*** Provided data Section Begins ***

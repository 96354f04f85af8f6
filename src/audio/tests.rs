use super::AudioBuffer;

fn tone(frames: usize, value: f32) -> AudioBuffer {
    AudioBuffer::new(vec![value; frames], 1, 1000)
}

#[test]
fn silence_has_requested_length_and_is_silent() {
    let buf = AudioBuffer::silence(1500, 2, 1000);
    assert_eq!(buf.len_ms(), 1500);
    assert!(buf.samples().iter().all(|&s| s == 0.0));
}

#[test]
fn slice_ms_cuts_the_requested_window() {
    // 1 kHz mono: one frame per millisecond.
    let buf = AudioBuffer::new((0..1000).map(|i| i as f32).collect(), 1, 1000);
    let cut = buf.slice_ms(100, 300);
    assert_eq!(cut.len_ms(), 200);
    assert_eq!(cut.samples()[0], 100.0);
    assert_eq!(*cut.samples().last().unwrap(), 299.0);
}

#[test]
fn slice_ms_clamps_out_of_range_bounds() {
    let buf = tone(1000, 0.5);
    assert_eq!(buf.slice_ms(800, 5000).len_ms(), 200);
    assert_eq!(buf.slice_ms(5000, 9000).len_ms(), 0);
    assert_eq!(buf.slice_ms(300, 100).len_ms(), 0);
}

#[test]
fn fades_taper_the_edges_only() {
    let mut buf = tone(1000, 1.0);
    buf.fade_in(200);
    buf.fade_out(200);
    assert_eq!(buf.samples()[0], 0.0);
    assert!(buf.samples()[100] < 1.0);
    assert_eq!(buf.samples()[500], 1.0);
    assert!(*buf.samples().last().unwrap() < 0.01);
}

#[test]
fn normalize_scales_peak_close_to_full_scale() {
    let mut buf = AudioBuffer::new(vec![0.1, -0.25, 0.2], 1, 1000);
    buf.normalize();
    let peak = buf.samples().iter().fold(0.0f32, |p, s| p.max(s.abs()));
    assert!((peak - 0.9886).abs() < 1e-3);
}

#[test]
fn normalize_leaves_silence_alone() {
    let mut buf = AudioBuffer::silence(100, 1, 1000);
    buf.normalize();
    assert!(buf.samples().iter().all(|&s| s == 0.0));
}

#[test]
fn append_concatenates_lengths() {
    let mut a = tone(1000, 0.2);
    let b = tone(500, 0.4);
    a.append(&b);
    assert_eq!(a.len_ms(), 1500);
}

#[test]
fn append_conforms_mismatched_formats() {
    let mut a = tone(1000, 0.2); // mono @ 1 kHz
    let b = AudioBuffer::new(vec![0.4; 4000], 2, 2000); // stereo @ 2 kHz, 1 s
    a.append(&b);
    assert_eq!(a.channels(), 1);
    assert_eq!(a.sample_rate(), 1000);
    assert_eq!(a.len_ms(), 2000);
}

#[test]
fn overlay_mixes_and_keeps_longer_length() {
    let a = tone(1000, 0.25);
    let b = tone(400, 0.5);
    let mixed = a.overlay(&b);
    assert_eq!(mixed.len_ms(), 1000);
    assert!((mixed.samples()[0] - 0.75).abs() < 1e-6);
    assert!((mixed.samples()[900] - 0.25).abs() < 1e-6);
}

#[test]
fn pad_to_ms_extends_with_silence_but_never_truncates() {
    let mut buf = tone(500, 0.5);
    buf.pad_to_ms(800);
    assert_eq!(buf.len_ms(), 800);
    assert_eq!(*buf.samples().last().unwrap(), 0.0);

    buf.pad_to_ms(100);
    assert_eq!(buf.len_ms(), 800);
}

#[test]
fn silence_plus_concat_matches_composed_track_shape() {
    // Music channel shape: lead-in silence followed by two blocks.
    let mut track = AudioBuffer::silence(1000, 1, 1000);
    track.append(&tone(2000, 0.5));
    track.append(&tone(2000, 0.5));
    assert_eq!(track.len_ms(), 5000);
    assert_eq!(track.samples()[500], 0.0);
    assert_eq!(track.samples()[1500], 0.5);
}
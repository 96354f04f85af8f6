//! Sequence composition: pick blocks from a folder, lay them out on two
//! channels (music vs. voice/jingle), mix them into one output file and
//! write a timeline manifest next to it.
//!
//! The music channel starts after a fixed lead of silence; the
//! voice/jingle channel starts at zero, so speech always opens the
//! programme and music fades in underneath.

mod timeline;

pub use timeline::{ManifestHeader, TimelineEntry, format_offset, render_manifest};


use std::path::{Path, PathBuf};

use chrono::Utc;
use rand::Rng;
use rand::seq::{IndexedRandom, SliceRandom};
use thiserror::Error;

use crate::audio::{AudioBuffer, AudioCodec, AudioError};
use crate::block::BlockType;
use crate::catalog::{Catalog, CatalogError, ScannedBlock, scan_blocks};
use crate::config::Settings;
use crate::metadata;

#[derive(Debug, Error)]
pub enum ComposeError {
    #[error(
        "not enough blocks: {music} music and {speech} voice/jingle available, \
         at least {required} of each channel required"
    )]
    InsufficientBlocks {
        music: usize,
        speech: usize,
        required: usize,
    },

    #[error("nothing left to sequence after the corruption check")]
    EmptyMix,

    #[error(transparent)]
    Audio(#[from] AudioError),

    #[error(transparent)]
    Catalog(#[from] CatalogError),

    #[error("cannot write timeline {path}: {source}")]
    Manifest {
        path: PathBuf,
        #[source]
        source: std::io::Error,
    },
}

/// What a composition run produced.
#[derive(Debug)]
pub struct ComposeReport {
    pub output: PathBuf,
    pub manifest: PathBuf,
    /// Blocks used per channel (both channels are trimmed to this).
    pub blocks_per_channel: usize,
    pub total_ms: u64,
    pub timeline: Vec<TimelineEntry>,
    /// Candidates set aside by the corruption filter.
    pub problematic: Vec<String>,
}

/// A candidate that decoded cleanly, with its provenance resolved.
struct LoadedBlock {
    scanned: ScannedBlock,
    buffer: AudioBuffer,
    description: String,
    origin: String,
}

pub struct Composer<'a, C: AudioCodec> {
    codec: &'a C,
    settings: &'a Settings,
}

impl<'a, C: AudioCodec> Composer<'a, C> {
    pub fn new(codec: &'a C, settings: &'a Settings) -> Self {
        Self { codec, settings }
    }

    /// Build one mixed sequence from the blocks in `blocks_dir`.
    ///
    /// `target_minutes` caps the selection; with `None`, as many blocks
    /// as fit on both channels are used.
    pub fn compose(
        &self,
        blocks_dir: &Path,
        output: &Path,
        target_minutes: Option<f64>,
        rng: &mut impl Rng,
    ) -> Result<ComposeReport, ComposeError> {
        let slice_ms = (self.settings.slicer.slice_secs * 1000.0) as u64;
        let lead_ms = (self.settings.sequence.music_lead_secs * 1000.0) as u64;

        let scanned = scan_blocks(blocks_dir, &self.settings.library.extensions);
        let music_count = scanned
            .iter()
            .filter(|b| b.block_type == BlockType::Music)
            .count();
        let speech_count = scanned.len() - music_count;

        let required = self.settings.sequence.min_blocks_per_channel;
        if music_count < required || speech_count < required {
            return Err(ComposeError::InsufficientBlocks {
                music: music_count,
                speech: speech_count,
                required,
            });
        }

        let catalog = Catalog::load(&blocks_dir.join(&self.settings.library.catalog_file))?;

        let mut problematic = Vec::new();
        let mut music: Vec<LoadedBlock> = Vec::new();
        let mut speech: Vec<LoadedBlock> = Vec::new();
        for block in scanned {
            match self.load_candidate(block, &catalog, &mut problematic) {
                Some(loaded) if loaded.scanned.block_type == BlockType::Music => {
                    music.push(loaded);
                }
                Some(loaded) => speech.push(loaded),
                None => {}
            }
        }

        // Cap at the requested length and at the smaller channel.
        let requested = target_minutes
            .map(|m| (m * 60.0 / self.settings.slicer.slice_secs).ceil() as usize)
            .unwrap_or(usize::MAX);
        let selected = requested.min(music.len()).min(speech.len());
        if selected == 0 {
            return Err(ComposeError::EmptyMix);
        }

        music.shuffle(rng);
        music.truncate(selected);
        shuffle_speech_jingle_first(&mut speech, rng);
        speech.truncate(selected);

        // Both channels share the first music block's format.
        let (channels, sample_rate) = {
            let b = &music[0].buffer;
            (b.channels(), b.sample_rate())
        };
        let mut music_track = AudioBuffer::silence(lead_ms, channels, sample_rate);
        for block in &music {
            music_track.append(&block.buffer);
        }
        let mut speech_track = AudioBuffer::silence(0, channels, sample_rate);
        for block in &speech {
            speech_track.append(&block.buffer);
        }

        let total_ms = music_track.len_ms().max(speech_track.len_ms());
        music_track.pad_to_ms(total_ms);
        speech_track.pad_to_ms(total_ms);

        let mixed = music_track.overlay(&speech_track);
        if mixed.is_empty() {
            return Err(ComposeError::EmptyMix);
        }
        self.codec
            .encode(&mixed, output, self.settings.slicer.bitrate_kbps)?;

        let mut entries: Vec<TimelineEntry> = Vec::new();
        for (i, block) in music.iter().enumerate() {
            entries.push(entry_at(lead_ms + i as u64 * slice_ms, block));
        }
        for (i, block) in speech.iter().enumerate() {
            entries.push(entry_at(i as u64 * slice_ms, block));
        }
        entries.sort_by_key(|e| e.offset_ms);

        let manifest = output.with_extension("txt");
        let header = ManifestHeader {
            name: output
                .file_stem()
                .and_then(|s| s.to_str())
                .unwrap_or("sequence")
                .to_string(),
            created: Utc::now().format("%Y-%m-%d %H:%M:%S UTC").to_string(),
            directory: blocks_dir.display().to_string(),
            total_ms,
            used: BlockType::ALL.map(|ty| {
                let count = music
                    .iter()
                    .chain(speech.iter())
                    .filter(|b| b.scanned.block_type == ty)
                    .count();
                (ty, count)
            }),
        };
        std::fs::write(&manifest, render_manifest(&header, &entries)).map_err(|source| {
            ComposeError::Manifest {
                path: manifest.clone(),
                source,
            }
        })?;

        Ok(ComposeReport {
            output: output.to_path_buf(),
            manifest,
            blocks_per_channel: selected,
            total_ms,
            timeline: entries,
            problematic,
        })
    }

    /// Decode one candidate, trying a single repair pass when it fails;
    /// resolve its provenance from the catalog, falling back to embedded
    /// tags. Returns `None` (and records a diagnostic) for files that
    /// stay unreadable.
    fn load_candidate(
        &self,
        block: ScannedBlock,
        catalog: &Catalog,
        problematic: &mut Vec<String>,
    ) -> Option<LoadedBlock> {
        let buffer = match self.codec.decode(&block.path) {
            Ok(buffer) => buffer,
            Err(first) => match self
                .codec
                .repair(&block.path)
                .and_then(|()| self.codec.decode(&block.path))
            {
                Ok(buffer) => buffer,
                Err(_) => {
                    problematic.push(format!(
                        "{}{}: set aside, cannot decode even after repair: {first}",
                        block.block_type.code(),
                        block.id
                    ));
                    return None;
                }
            },
        };

        let row = catalog
            .rows(block.block_type)
            .iter()
            .find(|r| r.id == block.id);
        let (description, origin) = match row {
            Some(row) => (row.description.clone(), row.origin.clone()),
            None => {
                let meta = metadata::recover(&block.path).unwrap_or_default();
                (
                    meta.description.unwrap_or_default(),
                    meta.origin.unwrap_or_else(|| "unknown".to_string()),
                )
            }
        };

        Some(LoadedBlock {
            scanned: block,
            buffer,
            description,
            origin,
        })
    }
}

/// Speech-channel ordering: when any jingle is present, one random
/// jingle opens the channel and the rest is shuffled behind it.
fn shuffle_speech_jingle_first(speech: &mut Vec<LoadedBlock>, rng: &mut impl Rng) {
    let jingles: Vec<usize> = speech
        .iter()
        .enumerate()
        .filter(|(_, b)| b.scanned.block_type == BlockType::Jingle)
        .map(|(i, _)| i)
        .collect();

    if let Some(&first) = jingles.choose(rng) {
        let lead = speech.remove(first);
        speech.shuffle(rng);
        speech.insert(0, lead);
    } else {
        speech.shuffle(rng);
    }
}

fn entry_at(offset_ms: u64, block: &LoadedBlock) -> TimelineEntry {
    TimelineEntry {
        offset_ms,
        name: format!("{}{}", block.scanned.block_type.code(), block.scanned.id),
        description: block.description.clone(),
        origin: block.origin.clone(),
        channel: block.scanned.block_type,
    }
}
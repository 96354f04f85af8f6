//! Core domain types: block type partition, slice specifications and
//! exported block records.
//!
//! A `SliceSpec` describes one window to cut out of a source recording;
//! a `Block` is the record of one exported artifact on disk.

use std::path::{Path, PathBuf};

/// The closed set of block types. Every artifact, catalog row and
/// sequencing decision is partitioned by one of these.
#[derive(Debug, Copy, Clone, PartialEq, Eq, PartialOrd, Ord, Hash)]
pub enum BlockType {
    Music,
    Voice,
    Jingle,
}

impl BlockType {
    pub const ALL: [BlockType; 3] = [BlockType::Music, BlockType::Voice, BlockType::Jingle];

    /// One-letter code used as filename prefix, label type token and
    /// catalog column name.
    pub fn code(self) -> char {
        match self {
            BlockType::Music => 'm',
            BlockType::Voice => 'v',
            BlockType::Jingle => 'j',
        }
    }

    pub fn from_code(code: &str) -> Option<Self> {
        match code {
            "m" => Some(BlockType::Music),
            "v" => Some(BlockType::Voice),
            "j" => Some(BlockType::Jingle),
            _ => None,
        }
    }

    /// Human-readable name used in reports and the timeline manifest.
    pub fn label(self) -> &'static str {
        match self {
            BlockType::Music => "music",
            BlockType::Voice => "voice",
            BlockType::Jingle => "jingle",
        }
    }
}

impl std::fmt::Display for BlockType {
    fn fmt(&self, f: &mut std::fmt::Formatter<'_>) -> std::fmt::Result {
        f.write_str(self.label())
    }
}

/// Why a requested slice window cannot be cut from the source.
#[derive(Debug, Clone, PartialEq)]
pub enum WindowError {
    /// The window would start before the recording does; `shortfall_secs`
    /// more lead-in would be needed.
    BeforeStart { shortfall_secs: f64 },
    /// The window would run past the end of the recording.
    PastEnd { shortfall_secs: f64 },
}

impl std::fmt::Display for WindowError {
    fn fmt(&self, f: &mut std::fmt::Formatter<'_>) -> std::fmt::Result {
        match self {
            WindowError::BeforeStart { shortfall_secs } => {
                write!(f, "window starts {shortfall_secs:.1}s before the recording")
            }
            WindowError::PastEnd { shortfall_secs } => {
                write!(f, "window runs {shortfall_secs:.1}s past the end of the recording")
            }
        }
    }
}

/// A validated description of one window to extract: the climax point,
/// the derived begin/end bounds, and what the resulting block is.
#[derive(Debug, Clone, PartialEq)]
pub struct SliceSpec {
    pub climax_secs: f64,
    pub block_type: BlockType,
    pub description: String,
    pub window_begin: f64,
    pub window_end: f64,
}

impl SliceSpec {
    /// Build a spec centered on `climax_secs`, rejecting windows that fall
    /// outside `[0, source_duration]`. The window is `climax ± slice/2`;
    /// bounds are derived here and nowhere else.
    pub fn new(
        climax_secs: f64,
        block_type: BlockType,
        description: impl Into<String>,
        slice_secs: f64,
        source_duration: Option<f64>,
    ) -> Result<Self, WindowError> {
        let half = slice_secs / 2.0;
        let window_begin = climax_secs - half;
        let window_end = climax_secs + half;

        if window_begin < 0.0 {
            return Err(WindowError::BeforeStart {
                shortfall_secs: -window_begin,
            });
        }
        if let Some(duration) = source_duration {
            if window_end > duration {
                return Err(WindowError::PastEnd {
                    shortfall_secs: window_end - duration,
                });
            }
        }

        Ok(Self {
            climax_secs,
            block_type,
            description: description.into(),
            window_begin,
            window_end,
        })
    }
}

/// One exported artifact: where it came from, what it is, where it lives.
#[derive(Debug, Clone)]
pub struct Block {
    /// Unique within the type partition; timestamp-derived, monotonic.
    pub id: String,
    pub block_type: BlockType,
    pub origin: PathBuf,
    pub description: String,
    pub duration_ms: u64,
    pub path: PathBuf,
}

/// Split an artifact filename into its type prefix and id, if it follows
/// the `<code><id>.<ext>` convention with an all-digit id.
pub fn parse_block_filename(path: &Path) -> Option<(BlockType, String)> {
    let stem = path.file_stem()?.to_str()?;
    let mut chars = stem.chars();
    let code = chars.next()?;
    let id: String = chars.collect();
    if id.is_empty() || !id.chars().all(|c| c.is_ascii_digit()) {
        return None;
    }
    let block_type = BlockType::from_code(&code.to_string())?;
    Some((block_type, id))
}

*** Provided data Section Ends ***

Beginning of the records through the line with "let buf = AudioBuffer::new((0..1000).map(|i|": return that span exactly and stop there.

repository 96354f04f85af8f6
filename src/audio/tests.rs
use super::AudioBuffer;

fn tone(frames: usize, value: f32) -> AudioBuffer {
    AudioBuffer::new(vec![value; frames], 1, 1000)
}

#[test]
fn silence_has_requested_length_and_is_silent() {
    let buf = AudioBuffer::silence(1500, 2, 1000);
    assert_eq!(buf.len_ms(), 1500);
    assert!(buf.samples().iter().all(|&s| s == 0.0));
}

#[test]
fn slice_ms_cuts_the_requested_window() {
    // 1 kHz mono: one frame per millisecond.
    let buf = AudioBuffer::new((0..1000).map(|i| i as f32).collect(), 1, 1000);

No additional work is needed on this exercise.